====== Provided data ======

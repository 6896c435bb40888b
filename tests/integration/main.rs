mod pipeline;
mod store;

use housing_core::Database;
use housing_scrapers::{FixtureRenderer, RenderedPage};
use tempfile::{tempdir, TempDir};
use url::Url;

pub const MERIDIAN_URL: &str = "https://meridiangrouprem.com/available-rentals/";
pub const PLAYALIFE_URL: &str = "https://www.playalifeiv.com/vacancies";
pub const KOTO_URL: &str = "https://www.kotogroup.com/vacancies";
pub const SOLIS_URL: &str = "https://solisislavista.com/all-floor-plans";
pub const WOLFE_URL: &str = "https://www.rlwa.com/isla-vista-listings";

pub const MERIDIAN_HTML: &str = r#"
<html><body>
  <div class="prop-list">
    <a href="/listing/6681-abrego"><img src="a.jpg"></a>
    <div class="prop-details">
      <h3>6681 Abrego Rd #4</h3>
      <p>Isla Vista, CA</p>
      <div class="two-item-wrap"><p>$2,150</p><p>1 Bed / 1 Bath</p></div>
    </div>
  </div>
  <div class="prop-list">
    <a href="/listing/5-anapamu"><img src="b.jpg"></a>
    <div class="prop-details">
      <h3>5 W Anapamu St</h3>
      <p>Santa Barbara, CA</p>
      <div class="two-item-wrap"><p>$3,900</p><p>Commercial office, 1 Bath</p></div>
    </div>
  </div>
</body></html>
"#;

pub const PLAYALIFE_HTML: &str = r#"
<div class="listing-item">
  <div class="photo"><a href="/vacancies/6512-segovia" aria-label="6512 Segovia Rd"></a></div>
  <h3 class="rent">$4,800</h3>
  <span class="feature beds">3 Beds</span>
  <span class="feature baths">2 Baths</span>
</div>
"#;

pub const KOTO_HTML: &str = r#"
<div class="property-card"><a href="/listings/412-state">412 State Street, $2200/mo, 2 bed, 1 bath</a></div>
<div class="property-card"><a href="/listings/412-state">412 State Street, $2200/mo, 2 bed, 1 bath</a></div>
"#;

pub const SOLIS_WIDGET: &str = r#"
<div class="ll-floor-plan-card">
  <h2>Solis B1</h2>
  <span class="text-xs">Studio</span>
  <span class="text-xs">1 Bath</span>
  <span class="text-xs">480 sq ft</span>
  <span class="text-xl">$2,350</span>
  <span class="bg-ll-background-light">Now</span>
</div>
"#;

pub const WOLFE_HTML: &str = r#"
<div class="listing-item">
  <a href="/listings/detail/6565-del-playa-dr-unit-b-isla-vista-ca-93117">Details</a>
  <h3 class="rent">$6,200</h3>
  <div class="amenities">4 beds, 2 baths</div>
  <div class="available">Available 9/1/2025</div>
</div>
<div class="listing-item">
  <a href="/listings/detail/1200-state-st-santa-barbara-ca-93101">Details</a>
  <h2 class="address">1200 State St</h2>
  <h3 class="rent">$2,000</h3>
</div>
"#;

/// Canned pages for every source.
pub fn all_pages() -> FixtureRenderer {
    let solis = RenderedPage::new(
        Url::parse(SOLIS_URL).unwrap(),
        r#"<iframe src="https://widgets.example.com/floorplans"></iframe>"#,
    )
    .with_frame(Some(Url::parse("https://widgets.example.com/floorplans").unwrap()), SOLIS_WIDGET);

    FixtureRenderer::new()
        .with_html(MERIDIAN_URL, MERIDIAN_HTML)
        .unwrap()
        .with_html(PLAYALIFE_URL, PLAYALIFE_HTML)
        .unwrap()
        .with_html(KOTO_URL, KOTO_HTML)
        .unwrap()
        .with_page(solis)
        .with_html(WOLFE_URL, WOLFE_HTML)
        .unwrap()
}

pub async fn temp_database() -> (TempDir, Database) {
    let dir = tempdir().unwrap();
    let db = Database::new(dir.path().join("data").join("listings.db"))
        .await
        .unwrap();
    (dir, db)
}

======

# Problem details:
The lines to copy are those above that contain "href".

# Answer space:
    <a href="/listing/6681-abrego"><img src="a.jpg"></a>
    <a href="/listing/5-anapamu"><img src="b.jpg"></a>
  <div class="photo"><a href="/vacancies/6512-segovia" aria-label="6512 Segovia Rd"></a></div>
<div class="property-card"><a href="/listings/412-state">412 State Street, $2200/mo, 2 bed, 1 bath</a></div>
<div class="property-card"><a href="/listings/412-state">412 State Street, $2200/mo, 2 bed, 1 bath</a></div>
  <a href="/listings/detail/6565-del-playa-dr-unit-b-isla-vista-ca-93117">Details</a>
  <a href="/listings/detail/1200-state-st-santa-barbara-ca-93101">Details</a>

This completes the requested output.